Led by the University of Newcastle and Vietnam Cancer Institute, in partnership with the University of South Australia (UniSA), the study compared the perceptions of 585 cancer patients in Australia and Vietnam, analysing differences across 25 possible beliefs about what may have caused their cancer.
Almost half of the Australian cancer patients believed ‘getting older’ was the main cause of their cancer, while most Vietnamese patient cited ‘poor diet’ as the main factor behind their cancer.
Overall, smoking was ranked the 5th most likely cause of cancer and alcohol the 9th leading cause.
The survey, titled What Caused my Cancer? And published in Cancer Control, revealed significant differences between Australian and Vietnamese cancer patients including:
- ‘Getting older’ was listed as the main cause of cancer by Australian patients but Vietnamese cancer patients ranked it 10th
- ‘Poor diet’ was the top perceived cause of cancer among Vietnamese patients, but ranked 11th for Australians
- ‘Air pollution’ came in second as the main cause of cancer perceived by Vietnamese participants, whereas Australian patients listed it at 10th place
- Australians ranked ‘alcohol’ the 12th contributing factor to their cancer and ‘lack of exercise’ 17th, whereas Vietnamese cancer patients had alcohol 7th and a lack of exercise 12th
UniSA Research Chair of Cancer Epidemiology and Population Health, Professor David Roder, said there is many misconceptions regarding what causes cancer.

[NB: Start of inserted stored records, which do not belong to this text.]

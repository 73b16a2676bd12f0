pub mod delivery;
pub mod deps;
pub mod event_bus;
pub mod geo_index;
pub mod memory;
pub mod postgres;
pub mod runtime;
pub mod scheduler;
pub mod store;
pub mod telemetry;
pub mod test_dependencies;

pub use delivery::{BaseDeliveryChannel, TracingDeliveryChannel};
pub use deps::EngineDeps;
pub use event_bus::{EngineEvent, EventBus};
pub use geo_index::GeoIndex;
pub use memory::InMemoryEngineStore;
pub use postgres::PgEngineStore;
pub use runtime::Engine;
pub use store::{
    CasResult, ModerationStore, ServiceMutation, ServiceStore, StatusLogStore, SubscriptionStore,
};
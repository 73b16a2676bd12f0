//! NotificationDispatcher - fans events out to interested subscribers.
//!
//! Runs on the dispatch-loop task, so the emitting transition never waits on
//! it. Delivery is at-least-once; each item carries a deterministic dedup
//! key (`service:event:subscriber`) and the dispatcher itself skips events
//! it has already processed.

use std::collections::HashSet;
use std::sync::{Arc, Mutex};

use anyhow::Result;
use serde_json::json;
use tracing::{debug, error};

use crate::common::{EventId, ServiceId, UserId};
use crate::domains::moderation::events::ModerationEvent;
use crate::domains::status::events::StatusEvent;
use crate::kernel::delivery::BaseDeliveryChannel;
use crate::kernel::deps::EngineDeps;
use crate::kernel::event_bus::EngineEvent;
use crate::kernel::store::{ServiceStore, SubscriptionStore};

/// Resolves subscribers per event type and enqueues into the delivery
/// channel.
pub struct NotificationDispatcher {
    deps: Arc<EngineDeps>,
    processed: Mutex<HashSet<EventId>>,
}

impl NotificationDispatcher {
    pub fn new(deps: Arc<EngineDeps>) -> Self {
        Self {
            deps,
            processed: Mutex::new(HashSet::new()),
        }
    }

    /// Handle one event. Failures are logged, never propagated back to the
    /// emitting transition.
    pub async fn notify(&self, event: &EngineEvent) {
        if !self.first_sighting(event.event_id()) {
            debug!(event_id = %event.event_id(), "Skipping already-dispatched event");
            return;
        }

        let outcome = match event {
            EngineEvent::Status(status_event) => self.route_status(status_event).await,
            EngineEvent::Moderation(moderation_event) => {
                self.route_moderation(moderation_event).await
            }
        };

        match outcome {
            Ok(enqueued) => {
                debug!(event_id = %event.event_id(), enqueued = enqueued, "Event dispatched")
            }
            Err(e) => {
                error!(event_id = %event.event_id(), error = %e, "Notification dispatch failed")
            }
        }
    }

    fn first_sighting(&self, event_id: EventId) -> bool {
        self.processed.lock().unwrap().insert(event_id)
    }

    async fn route_status(&self, event: &StatusEvent) -> Result<usize> {
        match event {
            StatusEvent::StatusChanged {
                event_id,
                service_id,
                old_capacity,
                new_capacity,
                max_capacity,
                old_status,
                new_status,
                band_crossed,
                is_emergency_related,
                ..
            } => {
                let mut enqueued = 0;
                let mut already_sent: HashSet<UserId> = HashSet::new();

                // Threshold crossings go to everyone who bookmarked the
                // service.
                if *band_crossed {
                    let payload = json!({
                        "type": "capacity_alert",
                        "service_id": service_id,
                        "old_capacity": old_capacity,
                        "new_capacity": new_capacity,
                        "max_capacity": max_capacity,
                        "old_status": old_status,
                        "new_status": new_status,
                    });

                    for subscription in
                        self.deps.subscriptions.list_for_service(*service_id).await?
                    {
                        if already_sent.insert(subscription.subscriber_id) {
                            self.enqueue(
                                *service_id,
                                *event_id,
                                subscription.subscriber_id,
                                payload.clone(),
                            )
                            .await;
                            enqueued += 1;
                        }
                    }
                }

                // Emergency-related changes also reach opted-in subscribers
                // inside the service's declared radius.
                if *is_emergency_related {
                    if let Some(service) = self.deps.services.get(*service_id).await? {
                        let payload = json!({
                            "type": "emergency_alert",
                            "service_id": service_id,
                            "service_name": service.name,
                            "new_status": new_status,
                        });

                        for subscription in self.deps.subscriptions.list_emergency_opt_ins().await?
                        {
                            let in_radius = subscription
                                .location
                                .map(|location| {
                                    location.distance_km(&service.position)
                                        <= service.alert_radius_km
                                })
                                .unwrap_or(false);
                            if in_radius && already_sent.insert(subscription.subscriber_id) {
                                self.enqueue(
                                    *service_id,
                                    *event_id,
                                    subscription.subscriber_id,
                                    payload.clone(),
                                )
                                .await;
                                enqueued += 1;
                            }
                        }
                    }
                }

                Ok(enqueued)
            }
            StatusEvent::ServiceFlaggedStale {
                event_id,
                service_id,
                manager_id,
                last_capacity_update,
                ..
            } => {
                let payload = json!({
                    "type": "status_update_reminder",
                    "service_id": service_id,
                    "last_capacity_update": last_capacity_update,
                });
                self.enqueue(*service_id, *event_id, *manager_id, payload)
                    .await;
                Ok(1)
            }
        }
    }

    async fn route_moderation(&self, event: &ModerationEvent) -> Result<usize> {
        match event {
            // Reviewer rosters live outside the engine; nothing to enqueue.
            ModerationEvent::SubmittedForReview { service_id, .. } => {
                debug!(service_id = %service_id, "Service queued for review");
                Ok(0)
            }
            ModerationEvent::ModerationResolved {
                event_id,
                service_id,
                manager_id,
                decision,
                reason,
                ..
            } => {
                let payload = json!({
                    "type": "moderation_resolved",
                    "service_id": service_id,
                    "decision": decision,
                    "reason": reason,
                });
                self.enqueue(*service_id, *event_id, *manager_id, payload)
                    .await;
                Ok(1)
            }
            ModerationEvent::ActivationChanged {
                event_id,
                service_id,
                is_active,
                ..
            } => {
                let payload = json!({
                    "type": "service_availability_changed",
                    "service_id": service_id,
                    "is_active": is_active,
                });
                let mut enqueued = 0;
                for subscription in self.deps.subscriptions.list_for_service(*service_id).await? {
                    self.enqueue(
                        *service_id,
                        *event_id,
                        subscription.subscriber_id,
                        payload.clone(),
                    )
                    .await;
                    enqueued += 1;
                }
                Ok(enqueued)
            }
        }
    }

    /// Enqueue one item. An enqueue failure is logged and dropped; the
    /// delivery channel owns transport retries, not this component.
    async fn enqueue(
        &self,
        service_id: ServiceId,
        event_id: EventId,
        subscriber_id: UserId,
        payload: serde_json::Value,
    ) {
        let dedup_key = format!("{service_id}:{event_id}:{subscriber_id}");
        if let Err(e) = self
            .deps
            .delivery
            .enqueue(subscriber_id, payload, &dedup_key)
            .await
        {
            error!(
                subscriber_id = %subscriber_id,
                dedup_key = dedup_key,
                error = %e,
                "Failed to enqueue notification"
            );
        }
    }
}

“Unfortunately, people’s understanding of many cancer-related risk factors is modest to low. People’s beliefs about what may have caused their cancer are complex and likely to be impacted by multiple factors, including cultural beliefs.”
Hunter Medical Research Institute (HMRI) researcher Dr Alix Hall, one of the study’s leaders, said a large portion of both Australian (27%) and Vietnamese (47%) held fatalistic views about the possible causes of their cancer.
“In the Australian sample, “bad luck” was ranked third and in the Vietnamese sample it was ranked fifth,” Dr Hall said.
“This is concerning because it suggests they believe they have little control over their health. That may affect their willingness to change their behaviour when it comes to diet and lifestyle, and influence their decisions relating to treatment and/or care.”
Researchers say the study underlines why public health campaigns must highlight accurate information about the possible causes of cancer.